Task requirements: In the records below, find every line that contains "impl" and list it.

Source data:
--

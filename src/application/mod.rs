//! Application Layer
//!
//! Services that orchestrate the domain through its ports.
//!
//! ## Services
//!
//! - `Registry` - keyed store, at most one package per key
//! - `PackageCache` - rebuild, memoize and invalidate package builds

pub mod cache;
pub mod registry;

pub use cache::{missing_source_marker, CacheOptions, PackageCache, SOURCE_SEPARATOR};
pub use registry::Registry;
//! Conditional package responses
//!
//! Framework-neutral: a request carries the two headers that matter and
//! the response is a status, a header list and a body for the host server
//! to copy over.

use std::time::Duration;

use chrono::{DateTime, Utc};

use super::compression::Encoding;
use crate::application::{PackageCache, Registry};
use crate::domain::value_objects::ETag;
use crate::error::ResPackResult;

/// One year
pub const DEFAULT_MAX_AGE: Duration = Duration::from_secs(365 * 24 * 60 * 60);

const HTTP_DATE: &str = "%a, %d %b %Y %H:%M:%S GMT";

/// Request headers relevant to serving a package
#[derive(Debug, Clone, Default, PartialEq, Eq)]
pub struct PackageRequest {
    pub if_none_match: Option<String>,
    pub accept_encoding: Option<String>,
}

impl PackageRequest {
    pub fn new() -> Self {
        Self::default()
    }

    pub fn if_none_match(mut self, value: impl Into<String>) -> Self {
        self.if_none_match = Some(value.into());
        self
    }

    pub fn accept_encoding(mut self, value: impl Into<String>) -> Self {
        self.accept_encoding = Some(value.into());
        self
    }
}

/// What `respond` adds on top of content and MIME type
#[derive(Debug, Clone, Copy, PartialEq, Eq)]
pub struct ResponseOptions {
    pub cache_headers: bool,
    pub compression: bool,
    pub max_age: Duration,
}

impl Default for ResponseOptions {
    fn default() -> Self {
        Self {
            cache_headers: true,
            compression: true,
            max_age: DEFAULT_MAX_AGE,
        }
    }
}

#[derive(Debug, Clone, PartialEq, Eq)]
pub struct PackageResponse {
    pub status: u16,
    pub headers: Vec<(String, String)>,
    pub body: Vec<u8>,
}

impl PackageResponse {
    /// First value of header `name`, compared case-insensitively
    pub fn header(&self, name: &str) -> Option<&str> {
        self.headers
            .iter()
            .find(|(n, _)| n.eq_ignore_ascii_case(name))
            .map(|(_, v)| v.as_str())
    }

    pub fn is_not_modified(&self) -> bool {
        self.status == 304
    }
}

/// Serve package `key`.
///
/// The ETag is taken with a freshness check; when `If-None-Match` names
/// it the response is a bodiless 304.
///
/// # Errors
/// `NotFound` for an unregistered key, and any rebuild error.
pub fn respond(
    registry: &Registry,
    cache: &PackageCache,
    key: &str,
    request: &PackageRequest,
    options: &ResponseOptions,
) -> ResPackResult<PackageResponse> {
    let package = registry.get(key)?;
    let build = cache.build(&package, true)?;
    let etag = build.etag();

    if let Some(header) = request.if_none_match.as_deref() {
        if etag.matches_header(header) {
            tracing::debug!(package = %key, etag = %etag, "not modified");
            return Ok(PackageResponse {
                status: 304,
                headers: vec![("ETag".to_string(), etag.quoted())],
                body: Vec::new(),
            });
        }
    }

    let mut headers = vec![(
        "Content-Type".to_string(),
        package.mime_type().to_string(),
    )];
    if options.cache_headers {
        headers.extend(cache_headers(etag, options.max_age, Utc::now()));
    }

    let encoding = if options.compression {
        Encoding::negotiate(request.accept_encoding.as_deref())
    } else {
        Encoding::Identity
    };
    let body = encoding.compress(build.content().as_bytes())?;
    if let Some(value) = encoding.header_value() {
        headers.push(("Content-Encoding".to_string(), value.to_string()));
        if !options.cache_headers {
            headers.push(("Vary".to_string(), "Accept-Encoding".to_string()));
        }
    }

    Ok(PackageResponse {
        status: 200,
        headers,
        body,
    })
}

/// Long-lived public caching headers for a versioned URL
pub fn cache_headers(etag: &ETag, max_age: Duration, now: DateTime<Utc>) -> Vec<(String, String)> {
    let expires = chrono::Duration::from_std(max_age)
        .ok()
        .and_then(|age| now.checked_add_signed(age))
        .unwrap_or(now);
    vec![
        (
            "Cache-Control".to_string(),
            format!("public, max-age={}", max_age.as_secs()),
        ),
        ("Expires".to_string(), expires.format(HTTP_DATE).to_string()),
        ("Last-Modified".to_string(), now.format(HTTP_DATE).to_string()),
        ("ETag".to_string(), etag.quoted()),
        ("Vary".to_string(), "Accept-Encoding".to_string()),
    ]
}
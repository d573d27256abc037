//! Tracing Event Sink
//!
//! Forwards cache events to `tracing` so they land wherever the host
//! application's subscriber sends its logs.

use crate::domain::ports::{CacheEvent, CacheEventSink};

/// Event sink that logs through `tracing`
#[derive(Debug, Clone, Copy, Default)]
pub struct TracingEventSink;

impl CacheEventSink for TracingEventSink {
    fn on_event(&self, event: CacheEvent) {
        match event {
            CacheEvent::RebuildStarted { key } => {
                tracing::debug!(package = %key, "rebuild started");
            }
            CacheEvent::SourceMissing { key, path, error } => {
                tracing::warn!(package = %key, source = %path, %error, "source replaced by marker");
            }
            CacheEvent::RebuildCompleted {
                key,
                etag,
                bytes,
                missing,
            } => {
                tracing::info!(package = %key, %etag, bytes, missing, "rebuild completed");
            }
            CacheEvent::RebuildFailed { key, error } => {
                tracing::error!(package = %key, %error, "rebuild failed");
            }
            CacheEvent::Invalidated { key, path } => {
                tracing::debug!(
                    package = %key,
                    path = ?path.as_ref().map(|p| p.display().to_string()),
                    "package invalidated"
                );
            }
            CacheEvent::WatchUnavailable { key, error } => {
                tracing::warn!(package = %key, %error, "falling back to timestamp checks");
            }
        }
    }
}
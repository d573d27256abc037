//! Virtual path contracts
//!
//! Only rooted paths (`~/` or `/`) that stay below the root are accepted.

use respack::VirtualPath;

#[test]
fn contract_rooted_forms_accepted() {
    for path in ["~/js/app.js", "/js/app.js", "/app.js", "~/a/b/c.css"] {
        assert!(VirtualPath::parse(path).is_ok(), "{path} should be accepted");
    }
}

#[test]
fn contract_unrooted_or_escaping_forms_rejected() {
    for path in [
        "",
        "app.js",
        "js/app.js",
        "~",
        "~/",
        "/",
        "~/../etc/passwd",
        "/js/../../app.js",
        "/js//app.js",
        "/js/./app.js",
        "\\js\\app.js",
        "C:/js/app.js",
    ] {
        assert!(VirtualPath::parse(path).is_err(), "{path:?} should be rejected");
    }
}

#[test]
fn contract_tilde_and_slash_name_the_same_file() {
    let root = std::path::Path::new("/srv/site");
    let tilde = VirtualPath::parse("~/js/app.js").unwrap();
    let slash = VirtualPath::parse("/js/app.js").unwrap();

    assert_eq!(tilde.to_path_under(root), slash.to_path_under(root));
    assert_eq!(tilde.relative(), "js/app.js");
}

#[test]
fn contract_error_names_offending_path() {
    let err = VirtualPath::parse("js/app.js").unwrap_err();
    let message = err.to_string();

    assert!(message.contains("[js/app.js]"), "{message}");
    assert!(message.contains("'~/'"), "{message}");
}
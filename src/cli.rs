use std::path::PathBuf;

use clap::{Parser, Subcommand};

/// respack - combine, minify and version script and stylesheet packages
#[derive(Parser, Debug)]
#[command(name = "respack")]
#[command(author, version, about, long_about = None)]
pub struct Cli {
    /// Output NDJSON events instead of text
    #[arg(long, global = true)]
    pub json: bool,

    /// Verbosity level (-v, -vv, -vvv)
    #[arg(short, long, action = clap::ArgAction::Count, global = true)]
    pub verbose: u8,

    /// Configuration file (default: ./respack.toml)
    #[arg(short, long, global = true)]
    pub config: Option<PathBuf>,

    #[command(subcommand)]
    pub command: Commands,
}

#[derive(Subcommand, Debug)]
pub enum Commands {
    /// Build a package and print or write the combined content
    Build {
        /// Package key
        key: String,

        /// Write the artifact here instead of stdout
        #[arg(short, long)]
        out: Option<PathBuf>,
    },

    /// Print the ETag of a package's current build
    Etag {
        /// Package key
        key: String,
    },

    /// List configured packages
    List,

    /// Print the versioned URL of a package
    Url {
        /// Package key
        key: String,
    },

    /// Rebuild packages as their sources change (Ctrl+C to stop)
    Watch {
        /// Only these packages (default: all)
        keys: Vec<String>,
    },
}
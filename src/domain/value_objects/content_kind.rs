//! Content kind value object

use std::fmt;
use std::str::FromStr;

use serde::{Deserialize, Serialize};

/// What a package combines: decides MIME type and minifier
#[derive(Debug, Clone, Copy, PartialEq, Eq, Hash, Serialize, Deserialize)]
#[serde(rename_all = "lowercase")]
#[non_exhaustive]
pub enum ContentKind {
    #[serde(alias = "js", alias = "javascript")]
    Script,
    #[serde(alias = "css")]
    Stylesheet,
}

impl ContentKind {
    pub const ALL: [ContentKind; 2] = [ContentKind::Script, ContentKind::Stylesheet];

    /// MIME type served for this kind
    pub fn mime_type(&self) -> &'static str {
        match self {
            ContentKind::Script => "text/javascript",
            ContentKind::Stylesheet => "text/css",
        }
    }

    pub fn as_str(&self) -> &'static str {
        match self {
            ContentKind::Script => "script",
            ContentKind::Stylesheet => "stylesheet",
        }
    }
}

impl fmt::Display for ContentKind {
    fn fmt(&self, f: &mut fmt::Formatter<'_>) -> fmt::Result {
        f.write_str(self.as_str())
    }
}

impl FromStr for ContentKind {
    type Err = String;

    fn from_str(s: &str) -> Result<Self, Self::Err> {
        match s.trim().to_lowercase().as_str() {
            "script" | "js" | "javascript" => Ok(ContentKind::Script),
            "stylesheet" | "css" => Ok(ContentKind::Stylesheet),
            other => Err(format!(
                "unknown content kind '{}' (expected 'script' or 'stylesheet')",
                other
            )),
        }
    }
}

--

Solution to this task:
impl PackageRequest {
    pub fn if_none_match(mut self, value: impl Into<String>) -> Self {
    pub fn accept_encoding(mut self, value: impl Into<String>) -> Self {
impl Default for ResponseOptions {
impl PackageResponse {
impl CacheEventSink for TracingEventSink {
impl ContentKind {
impl fmt::Display for ContentKind {
impl FromStr for ContentKind {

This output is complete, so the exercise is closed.